EXERCISE DETAILS: Please report every line from the material that contains the word "created".
PROVIDED RECORDS below:
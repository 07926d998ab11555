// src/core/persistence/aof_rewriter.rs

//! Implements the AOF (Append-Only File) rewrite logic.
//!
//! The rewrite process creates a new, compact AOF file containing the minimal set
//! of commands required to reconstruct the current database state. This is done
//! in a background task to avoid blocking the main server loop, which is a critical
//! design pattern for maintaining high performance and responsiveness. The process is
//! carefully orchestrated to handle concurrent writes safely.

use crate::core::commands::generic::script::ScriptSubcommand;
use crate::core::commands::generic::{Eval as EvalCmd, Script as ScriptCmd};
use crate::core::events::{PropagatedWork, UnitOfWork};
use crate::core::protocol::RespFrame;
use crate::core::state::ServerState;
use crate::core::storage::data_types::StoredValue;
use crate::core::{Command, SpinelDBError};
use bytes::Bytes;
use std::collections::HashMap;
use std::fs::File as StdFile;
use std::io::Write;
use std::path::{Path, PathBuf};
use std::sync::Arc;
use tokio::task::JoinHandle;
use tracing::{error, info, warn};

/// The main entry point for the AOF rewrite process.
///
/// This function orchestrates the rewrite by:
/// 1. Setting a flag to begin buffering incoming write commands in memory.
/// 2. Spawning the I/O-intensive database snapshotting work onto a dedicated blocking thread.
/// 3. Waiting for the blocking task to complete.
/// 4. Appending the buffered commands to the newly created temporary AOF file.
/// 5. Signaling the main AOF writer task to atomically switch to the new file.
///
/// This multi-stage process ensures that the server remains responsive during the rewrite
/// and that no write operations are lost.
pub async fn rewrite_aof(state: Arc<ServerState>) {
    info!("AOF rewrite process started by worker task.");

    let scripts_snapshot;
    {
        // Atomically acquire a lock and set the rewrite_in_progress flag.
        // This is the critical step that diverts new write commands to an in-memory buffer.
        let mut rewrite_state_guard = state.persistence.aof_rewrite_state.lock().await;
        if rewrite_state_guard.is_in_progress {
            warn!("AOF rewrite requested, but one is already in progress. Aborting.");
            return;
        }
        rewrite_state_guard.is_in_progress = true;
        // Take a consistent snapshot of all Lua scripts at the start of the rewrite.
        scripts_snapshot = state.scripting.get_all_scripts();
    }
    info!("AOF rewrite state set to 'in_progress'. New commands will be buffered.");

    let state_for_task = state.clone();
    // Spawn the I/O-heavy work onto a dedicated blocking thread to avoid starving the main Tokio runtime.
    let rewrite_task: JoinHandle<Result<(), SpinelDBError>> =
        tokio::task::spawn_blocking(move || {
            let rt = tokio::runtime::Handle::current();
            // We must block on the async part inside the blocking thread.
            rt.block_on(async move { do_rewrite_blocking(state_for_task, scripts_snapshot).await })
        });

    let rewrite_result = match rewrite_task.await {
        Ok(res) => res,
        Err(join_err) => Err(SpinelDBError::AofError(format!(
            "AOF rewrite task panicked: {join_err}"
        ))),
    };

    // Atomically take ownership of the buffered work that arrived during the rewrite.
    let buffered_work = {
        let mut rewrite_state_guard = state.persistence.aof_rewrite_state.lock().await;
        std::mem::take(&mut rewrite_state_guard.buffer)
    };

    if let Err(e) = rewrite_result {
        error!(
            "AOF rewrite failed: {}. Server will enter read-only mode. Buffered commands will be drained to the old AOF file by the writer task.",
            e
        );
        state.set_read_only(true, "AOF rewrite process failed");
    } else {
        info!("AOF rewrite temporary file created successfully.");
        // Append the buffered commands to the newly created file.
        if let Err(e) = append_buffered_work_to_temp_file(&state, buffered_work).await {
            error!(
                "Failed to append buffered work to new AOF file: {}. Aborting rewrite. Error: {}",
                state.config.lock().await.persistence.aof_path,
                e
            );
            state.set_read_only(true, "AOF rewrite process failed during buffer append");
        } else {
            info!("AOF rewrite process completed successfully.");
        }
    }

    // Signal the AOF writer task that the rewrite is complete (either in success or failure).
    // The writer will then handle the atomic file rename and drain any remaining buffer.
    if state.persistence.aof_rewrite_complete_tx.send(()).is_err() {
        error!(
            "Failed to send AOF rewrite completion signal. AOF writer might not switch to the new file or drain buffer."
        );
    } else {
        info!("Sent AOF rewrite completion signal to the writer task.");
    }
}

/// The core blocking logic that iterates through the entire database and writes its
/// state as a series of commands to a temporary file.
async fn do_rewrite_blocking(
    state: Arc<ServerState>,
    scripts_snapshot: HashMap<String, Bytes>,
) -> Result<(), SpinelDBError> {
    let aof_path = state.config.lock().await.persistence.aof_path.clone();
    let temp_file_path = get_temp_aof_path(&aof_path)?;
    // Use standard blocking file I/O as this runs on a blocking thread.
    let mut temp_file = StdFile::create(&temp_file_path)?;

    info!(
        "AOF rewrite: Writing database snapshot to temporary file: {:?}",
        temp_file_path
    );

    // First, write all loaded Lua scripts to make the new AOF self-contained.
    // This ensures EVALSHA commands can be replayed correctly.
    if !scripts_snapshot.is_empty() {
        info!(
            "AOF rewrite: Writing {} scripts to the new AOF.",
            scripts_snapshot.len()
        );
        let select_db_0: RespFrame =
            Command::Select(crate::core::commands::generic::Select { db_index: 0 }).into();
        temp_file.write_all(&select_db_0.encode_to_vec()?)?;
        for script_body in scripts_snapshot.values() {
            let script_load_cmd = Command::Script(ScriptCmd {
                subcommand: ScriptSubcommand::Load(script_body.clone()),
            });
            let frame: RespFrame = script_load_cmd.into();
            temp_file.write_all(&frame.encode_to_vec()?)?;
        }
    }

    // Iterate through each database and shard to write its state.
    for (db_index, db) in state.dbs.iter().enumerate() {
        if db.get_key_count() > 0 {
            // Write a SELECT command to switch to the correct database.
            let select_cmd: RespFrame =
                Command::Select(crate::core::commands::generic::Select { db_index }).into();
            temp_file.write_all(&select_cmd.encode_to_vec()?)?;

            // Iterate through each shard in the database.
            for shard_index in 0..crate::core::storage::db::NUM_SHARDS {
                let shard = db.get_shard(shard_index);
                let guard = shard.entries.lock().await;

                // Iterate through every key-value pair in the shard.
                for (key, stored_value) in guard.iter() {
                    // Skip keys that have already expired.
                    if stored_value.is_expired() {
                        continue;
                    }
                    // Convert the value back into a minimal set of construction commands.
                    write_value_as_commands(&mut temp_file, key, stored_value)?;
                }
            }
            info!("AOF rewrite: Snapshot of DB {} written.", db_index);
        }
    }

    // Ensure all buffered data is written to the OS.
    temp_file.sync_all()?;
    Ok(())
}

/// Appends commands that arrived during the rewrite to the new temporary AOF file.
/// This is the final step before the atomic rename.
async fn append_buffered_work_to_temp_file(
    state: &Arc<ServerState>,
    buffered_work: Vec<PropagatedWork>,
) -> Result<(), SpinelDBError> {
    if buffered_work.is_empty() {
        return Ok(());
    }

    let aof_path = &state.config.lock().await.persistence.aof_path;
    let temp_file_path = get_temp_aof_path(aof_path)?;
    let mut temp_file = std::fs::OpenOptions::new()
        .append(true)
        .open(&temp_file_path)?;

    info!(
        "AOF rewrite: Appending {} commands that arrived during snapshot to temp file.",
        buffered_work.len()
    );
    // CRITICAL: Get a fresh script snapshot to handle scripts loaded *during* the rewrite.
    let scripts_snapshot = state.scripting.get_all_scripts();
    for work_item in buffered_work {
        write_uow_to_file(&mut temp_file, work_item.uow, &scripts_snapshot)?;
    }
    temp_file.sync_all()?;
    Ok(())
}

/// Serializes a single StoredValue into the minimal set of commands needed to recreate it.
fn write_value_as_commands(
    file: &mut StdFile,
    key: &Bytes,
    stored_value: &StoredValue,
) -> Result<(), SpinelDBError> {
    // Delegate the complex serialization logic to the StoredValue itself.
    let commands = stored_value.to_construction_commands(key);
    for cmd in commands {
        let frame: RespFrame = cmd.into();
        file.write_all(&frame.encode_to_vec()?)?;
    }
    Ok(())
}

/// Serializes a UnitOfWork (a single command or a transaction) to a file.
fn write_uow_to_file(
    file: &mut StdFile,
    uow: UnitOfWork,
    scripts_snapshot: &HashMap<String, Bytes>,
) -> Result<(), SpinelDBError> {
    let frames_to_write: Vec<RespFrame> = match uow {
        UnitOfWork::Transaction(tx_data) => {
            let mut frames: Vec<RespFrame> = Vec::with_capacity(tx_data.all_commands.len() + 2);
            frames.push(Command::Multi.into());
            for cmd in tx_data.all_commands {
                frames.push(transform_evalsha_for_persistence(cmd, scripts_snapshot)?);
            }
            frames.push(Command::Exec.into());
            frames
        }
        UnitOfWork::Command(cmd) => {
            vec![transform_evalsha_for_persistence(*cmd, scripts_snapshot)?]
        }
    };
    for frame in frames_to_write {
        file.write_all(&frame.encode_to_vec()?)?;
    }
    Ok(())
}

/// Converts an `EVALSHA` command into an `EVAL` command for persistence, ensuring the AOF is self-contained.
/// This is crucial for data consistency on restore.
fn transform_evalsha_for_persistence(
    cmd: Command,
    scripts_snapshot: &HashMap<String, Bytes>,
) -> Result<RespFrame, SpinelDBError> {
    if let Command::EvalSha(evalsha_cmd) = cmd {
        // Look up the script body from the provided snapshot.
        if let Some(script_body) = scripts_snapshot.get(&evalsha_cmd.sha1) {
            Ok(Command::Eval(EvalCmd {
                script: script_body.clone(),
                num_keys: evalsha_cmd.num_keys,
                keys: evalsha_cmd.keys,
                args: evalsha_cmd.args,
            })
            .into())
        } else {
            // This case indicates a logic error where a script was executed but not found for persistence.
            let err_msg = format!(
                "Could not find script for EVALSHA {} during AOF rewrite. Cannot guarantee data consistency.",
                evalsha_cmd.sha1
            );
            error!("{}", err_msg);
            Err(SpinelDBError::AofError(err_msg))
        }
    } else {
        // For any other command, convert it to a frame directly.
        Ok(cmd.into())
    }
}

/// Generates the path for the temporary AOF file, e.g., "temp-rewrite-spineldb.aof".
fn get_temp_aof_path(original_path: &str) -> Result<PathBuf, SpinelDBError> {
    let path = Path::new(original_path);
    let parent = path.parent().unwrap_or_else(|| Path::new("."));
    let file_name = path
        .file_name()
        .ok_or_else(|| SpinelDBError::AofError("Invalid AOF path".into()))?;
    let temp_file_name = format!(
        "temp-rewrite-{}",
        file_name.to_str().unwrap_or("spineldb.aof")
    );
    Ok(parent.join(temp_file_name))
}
End of PROVIDED RECORDS.
EXERCISE RESPONSE:
/// 4. Appending the buffered commands to the newly created temporary AOF file.
        info!("AOF rewrite temporary file created successfully.");
        // Append the buffered commands to the newly created file.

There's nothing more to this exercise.